*What needs to be done:* Go through the entries below and tally the lines containing the string "sqlx"; report only the tally.
***** Entries provided
use std::{
    future::Future,
    pin::Pin,
    sync::{Arc, Mutex},
    time::Duration,
};

use chrono::{TimeZone, Utc};
use futures_util::FutureExt;
use log::*;
use score_engine::{
    events::{EventHandlers, EventHooks, MatchEvent},
    InMemoryDatabase,
    MatchLifecycleApi,
    MemoryCache,
};

#[derive(Default, Clone)]
struct EventLog {
    seen: Arc<Mutex<Vec<String>>>,
}

impl EventLog {
    fn record<E: MatchEvent>(&self, event: &E) {
        let s = event.snapshot();
        let entry = format!("{} #{} {}:{}", E::ROUTING_KEY, s.id, s.score_a, s.score_b);
        info!("🪝️ {entry}");
        self.seen.lock().unwrap().push(entry);
    }

    fn entries(&self) -> Vec<String> {
        let mut entries = self.seen.lock().unwrap().clone();
        entries.sort();
        entries
    }
}

fn recording_hooks(log: &EventLog) -> EventHooks {
    let mut hooks = EventHooks::default();
    let l = log.clone();
    hooks.on_match_created(move |ev| {
        l.record(&ev);
        Box::pin(async {}) as Pin<Box<dyn Future<Output = ()> + Send>>
    });
    let l = log.clone();
    hooks.on_score_updated(move |ev| {
        l.record(&ev);
        async {}.boxed()
    });
    let l = log.clone();
    hooks.on_match_closed(move |ev| {
        l.record(&ev);
        async {}.boxed()
    });
    hooks
}

async fn wait_for(log: &EventLog, count: usize) {
    for _ in 0..100 {
        if log.entries().len() >= count {
            return;
        }
        tokio::time::sleep(Duration::from_millis(10)).await;
    }
}

#[tokio::test]
async fn every_mutation_publishes_one_event() {
    let _ = env_logger::try_init();
    let log = EventLog::default();
    let handlers = EventHandlers::new(10, recording_hooks(&log));
    let producers = handlers.producers();
    handlers.start_handlers().await;
    let api = MatchLifecycleApi::new(InMemoryDatabase::new(), MemoryCache::default(), producers);

    let kickoff = Utc.with_ymd_and_hms(2024, 6, 14, 19, 0, 0).unwrap();
    let m = api.create("Alpha", "Beta", Some(kickoff)).await.unwrap();
    api.update_score(m.id, 1, 0).await.unwrap();
    api.close(m.id).await.unwrap();
    // Rejected operations publish nothing
    assert!(api.close(m.id).await.is_err());
    assert!(api.update_score(m.id, 2, 0).await.is_err());
    api.get_by_id(m.id).await.unwrap();
    api.remove(m.id).await.unwrap();

    wait_for(&log, 3).await;
    tokio::time::sleep(Duration::from_millis(50)).await;
    assert_eq!(log.entries(), vec!["match.closed #1 1:0", "match.created #1 0:0", "match.score.updated #1 1:0"]);
}

#[tokio::test]
async fn several_hooks_per_event() {
    let first = EventLog::default();
    let second = EventLog::default();
    let mut hooks = recording_hooks(&first);
    let l = second.clone();
    hooks.on_match_created(move |ev| {
        l.record(&ev);
        async {}.boxed()
    });
    let handlers = EventHandlers::new(10, hooks);
    let producers = handlers.producers();
    handlers.start_handlers().await;
    let api = MatchLifecycleApi::new(InMemoryDatabase::new(), MemoryCache::default(), producers);

    let kickoff = Utc.with_ymd_and_hms(2024, 6, 14, 19, 0, 0).unwrap();
    api.create("Alpha", "Beta", Some(kickoff)).await.unwrap();
    wait_for(&first, 1).await;
    wait_for(&second, 1).await;
    assert_eq!(first.entries(), vec!["match.created #1 0:0"]);
    assert_eq!(second.entries(), vec!["match.created #1 0:0"]);
}

#[tokio::test]
async fn a_stalled_consumer_does_not_block_the_api() {
    let mut hooks = EventHooks::default();
    hooks.on_match_created(|_| tokio::time::sleep(Duration::from_secs(3600)).boxed());
    let handlers = EventHandlers::new(1, hooks);
    let producers = handlers.producers();
    // The handlers are never started, so the channel fills after one event.
    let api = MatchLifecycleApi::new(InMemoryDatabase::new(), MemoryCache::default(), producers);
    let kickoff = Utc.with_ymd_and_hms(2024, 6, 14, 19, 0, 0).unwrap();
    let result = tokio::time::timeout(Duration::from_secs(5), async {
        for _ in 0..5 {
            api.create("Alpha", "Beta", Some(kickoff)).await.unwrap();
        }
    })
    .await;
    assert!(result.is_ok());
    assert_eq!(api.stats_summary().await.unwrap().total, 5);
    drop(handlers);
}
use chrono::{DateTime, Utc};
use thiserror::Error;

use crate::db_types::{Match, MatchStatus, NewMatch};

#[derive(Debug, Clone, Error)]
pub enum MatchStoreError {
    #[error("Database error: {0}")]
    DatabaseError(String),
    #[error("Match #{0} does not exist")]
    MatchNotFound(i64),
    #[error("Match #{0} is closed and can no longer change")]
    MatchClosed(i64),
}

impl From<sqlx::Error> for MatchStoreError {
    fn from(e: sqlx::Error) -> Self {
        Self::DatabaseError(e.to_string())
    }
}

impl From<sqlx::migrate::MigrateError> for MatchStoreError {
    fn from(e: sqlx::migrate::MigrateError) -> Self {
        Self::DatabaseError(format!("Migration failed. {e}"))
    }
}

/// The `MatchStore` trait defines the behaviour that durable storage backends must provide.
///
/// Deciding whether a mutation is legal is the job of [`crate::MatchLifecycleApi`]. Stores only guarantee that a
/// closed match is never written again, since that check has to happen atomically with the write.
///
/// Every listing method returns matches ordered by `scheduled_at`, most recent first. Ties are broken by id, again
/// highest first.
#[allow(async_fn_in_trait)]
pub trait MatchStore {
    /// A description of where the data lives, e.g. the database URL.
    fn url(&self) -> &str;

    /// Persists a brand-new match and returns it with its store-assigned id.
    async fn save(&self, new_match: NewMatch) -> Result<Match, MatchStoreError>;

    /// Overwrites the mutable fields (scores, status, `updated_at`) of a match that is still in progress.
    ///
    /// Returns [`MatchStoreError::MatchClosed`] if the stored match is already closed, and
    /// [`MatchStoreError::MatchNotFound`] if it has been deleted in the meantime.
    async fn update(&self, record: &Match) -> Result<Match, MatchStoreError>;

    async fn find_by_id(&self, id: i64) -> Result<Option<Match>, MatchStoreError>;

    async fn list_all(&self) -> Result<Vec<Match>, MatchStoreError>;

    async fn list_by_status(&self, status: MatchStatus) -> Result<Vec<Match>, MatchStoreError>;

    /// Lists the matches scheduled between `from` and `to`, inclusive.
    async fn list_by_scheduled_range(
        &self,
        from: DateTime<Utc>,
        to: DateTime<Utc>,
    ) -> Result<Vec<Match>, MatchStoreError>;

    async fn exists_by_id(&self, id: i64) -> Result<bool, MatchStoreError>;

    /// Deletes the match. Deleting a match that does not exist is not an error.
    async fn delete_by_id(&self, id: i64) -> Result<(), MatchStoreError>;

    async fn count_all(&self) -> Result<i64, MatchStoreError>;

    async fn count_by_status(&self, status: MatchStatus) -> Result<i64, MatchStoreError>;

    /// Closes the underlying connections.
    async fn close(&mut self) -> Result<(), MatchStoreError> {
        Ok(())
    }
}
**********
*Answer:* 4